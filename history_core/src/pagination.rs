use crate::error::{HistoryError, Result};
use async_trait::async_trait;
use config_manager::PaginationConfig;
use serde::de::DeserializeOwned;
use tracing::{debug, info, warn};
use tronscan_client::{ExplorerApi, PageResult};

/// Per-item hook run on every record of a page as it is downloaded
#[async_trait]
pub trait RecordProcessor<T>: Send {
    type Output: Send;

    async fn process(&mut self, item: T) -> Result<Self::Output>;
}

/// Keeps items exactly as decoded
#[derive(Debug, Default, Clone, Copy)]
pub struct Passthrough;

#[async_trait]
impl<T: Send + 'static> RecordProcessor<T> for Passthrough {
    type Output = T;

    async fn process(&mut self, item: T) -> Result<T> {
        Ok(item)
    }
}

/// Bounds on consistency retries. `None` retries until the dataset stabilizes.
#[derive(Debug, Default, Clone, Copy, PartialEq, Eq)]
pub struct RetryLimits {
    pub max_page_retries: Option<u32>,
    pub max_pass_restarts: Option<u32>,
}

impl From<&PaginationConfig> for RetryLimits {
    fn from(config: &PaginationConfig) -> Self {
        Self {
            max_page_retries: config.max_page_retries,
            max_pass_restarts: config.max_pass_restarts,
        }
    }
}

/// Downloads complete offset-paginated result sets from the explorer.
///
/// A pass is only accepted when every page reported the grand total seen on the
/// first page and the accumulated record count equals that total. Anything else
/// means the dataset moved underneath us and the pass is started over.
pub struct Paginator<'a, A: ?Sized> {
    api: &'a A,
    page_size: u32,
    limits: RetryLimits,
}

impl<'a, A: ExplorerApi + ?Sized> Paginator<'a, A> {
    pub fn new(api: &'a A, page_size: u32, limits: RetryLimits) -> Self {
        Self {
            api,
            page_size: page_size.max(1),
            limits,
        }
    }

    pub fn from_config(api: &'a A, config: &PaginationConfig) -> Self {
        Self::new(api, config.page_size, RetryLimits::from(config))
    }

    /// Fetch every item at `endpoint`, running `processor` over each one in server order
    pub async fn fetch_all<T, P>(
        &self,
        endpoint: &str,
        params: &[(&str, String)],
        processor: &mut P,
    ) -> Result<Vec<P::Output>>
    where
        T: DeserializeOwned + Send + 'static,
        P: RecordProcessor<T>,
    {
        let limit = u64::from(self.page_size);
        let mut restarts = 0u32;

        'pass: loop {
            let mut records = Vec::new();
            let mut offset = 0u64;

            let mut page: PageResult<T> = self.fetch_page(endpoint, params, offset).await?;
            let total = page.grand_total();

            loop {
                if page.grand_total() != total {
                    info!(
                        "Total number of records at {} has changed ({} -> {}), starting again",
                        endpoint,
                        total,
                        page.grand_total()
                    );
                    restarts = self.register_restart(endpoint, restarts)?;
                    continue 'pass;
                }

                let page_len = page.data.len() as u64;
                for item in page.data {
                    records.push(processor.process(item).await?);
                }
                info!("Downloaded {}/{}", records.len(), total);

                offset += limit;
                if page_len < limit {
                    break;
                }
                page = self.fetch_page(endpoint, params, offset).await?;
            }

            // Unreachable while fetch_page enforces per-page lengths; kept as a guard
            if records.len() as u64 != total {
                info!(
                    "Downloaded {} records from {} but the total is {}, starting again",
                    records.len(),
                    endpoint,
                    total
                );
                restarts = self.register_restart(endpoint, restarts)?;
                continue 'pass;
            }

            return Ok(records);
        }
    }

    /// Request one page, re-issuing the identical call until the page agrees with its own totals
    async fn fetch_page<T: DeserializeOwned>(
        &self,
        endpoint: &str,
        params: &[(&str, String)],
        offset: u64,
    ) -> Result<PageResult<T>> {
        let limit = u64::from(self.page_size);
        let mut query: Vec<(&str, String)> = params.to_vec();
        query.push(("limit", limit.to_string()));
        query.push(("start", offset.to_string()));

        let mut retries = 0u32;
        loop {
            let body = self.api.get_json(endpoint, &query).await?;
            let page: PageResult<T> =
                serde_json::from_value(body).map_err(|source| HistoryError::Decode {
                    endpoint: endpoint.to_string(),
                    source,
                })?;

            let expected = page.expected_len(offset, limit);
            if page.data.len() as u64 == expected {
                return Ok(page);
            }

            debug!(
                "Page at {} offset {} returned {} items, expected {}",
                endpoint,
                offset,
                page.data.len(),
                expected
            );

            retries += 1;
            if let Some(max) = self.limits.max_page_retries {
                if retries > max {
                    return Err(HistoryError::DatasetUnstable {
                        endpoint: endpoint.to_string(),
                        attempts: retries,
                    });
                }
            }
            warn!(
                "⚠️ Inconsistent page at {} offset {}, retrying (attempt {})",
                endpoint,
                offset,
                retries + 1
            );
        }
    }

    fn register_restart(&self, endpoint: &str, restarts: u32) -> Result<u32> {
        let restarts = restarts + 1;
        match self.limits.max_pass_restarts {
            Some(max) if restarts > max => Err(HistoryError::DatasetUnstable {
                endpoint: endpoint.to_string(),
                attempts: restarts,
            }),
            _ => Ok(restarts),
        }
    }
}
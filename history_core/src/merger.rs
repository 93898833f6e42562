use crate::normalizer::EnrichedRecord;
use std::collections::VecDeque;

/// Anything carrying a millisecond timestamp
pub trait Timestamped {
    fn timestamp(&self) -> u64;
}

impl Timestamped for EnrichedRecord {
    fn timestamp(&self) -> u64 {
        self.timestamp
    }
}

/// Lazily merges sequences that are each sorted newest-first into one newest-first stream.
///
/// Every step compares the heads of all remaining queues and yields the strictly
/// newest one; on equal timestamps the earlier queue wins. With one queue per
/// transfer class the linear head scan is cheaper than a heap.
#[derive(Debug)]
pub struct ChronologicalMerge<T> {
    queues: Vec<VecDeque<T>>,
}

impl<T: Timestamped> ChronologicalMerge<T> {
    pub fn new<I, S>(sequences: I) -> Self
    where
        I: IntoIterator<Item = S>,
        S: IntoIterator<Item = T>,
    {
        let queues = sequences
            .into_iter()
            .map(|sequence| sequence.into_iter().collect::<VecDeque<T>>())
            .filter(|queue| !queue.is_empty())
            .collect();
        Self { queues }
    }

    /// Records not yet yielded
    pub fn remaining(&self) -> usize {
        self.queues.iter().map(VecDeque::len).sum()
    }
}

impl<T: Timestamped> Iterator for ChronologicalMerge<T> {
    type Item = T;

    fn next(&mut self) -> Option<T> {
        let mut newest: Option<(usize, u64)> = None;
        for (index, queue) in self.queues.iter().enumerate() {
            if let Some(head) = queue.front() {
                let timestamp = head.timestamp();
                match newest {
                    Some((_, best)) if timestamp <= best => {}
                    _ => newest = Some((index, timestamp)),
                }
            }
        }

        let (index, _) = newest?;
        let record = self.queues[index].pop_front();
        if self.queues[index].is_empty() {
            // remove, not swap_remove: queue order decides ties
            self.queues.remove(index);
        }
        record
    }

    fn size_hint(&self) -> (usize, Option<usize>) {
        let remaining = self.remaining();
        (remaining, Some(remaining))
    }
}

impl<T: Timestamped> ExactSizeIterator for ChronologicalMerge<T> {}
------------
Work request
Search the data for "Output". Copy every line that has it.

Answer to the problem
    type Output: Send;
    async fn process(&mut self, item: T) -> Result<Self::Output>;
    type Output = T;
    ) -> Result<Vec<P::Output>>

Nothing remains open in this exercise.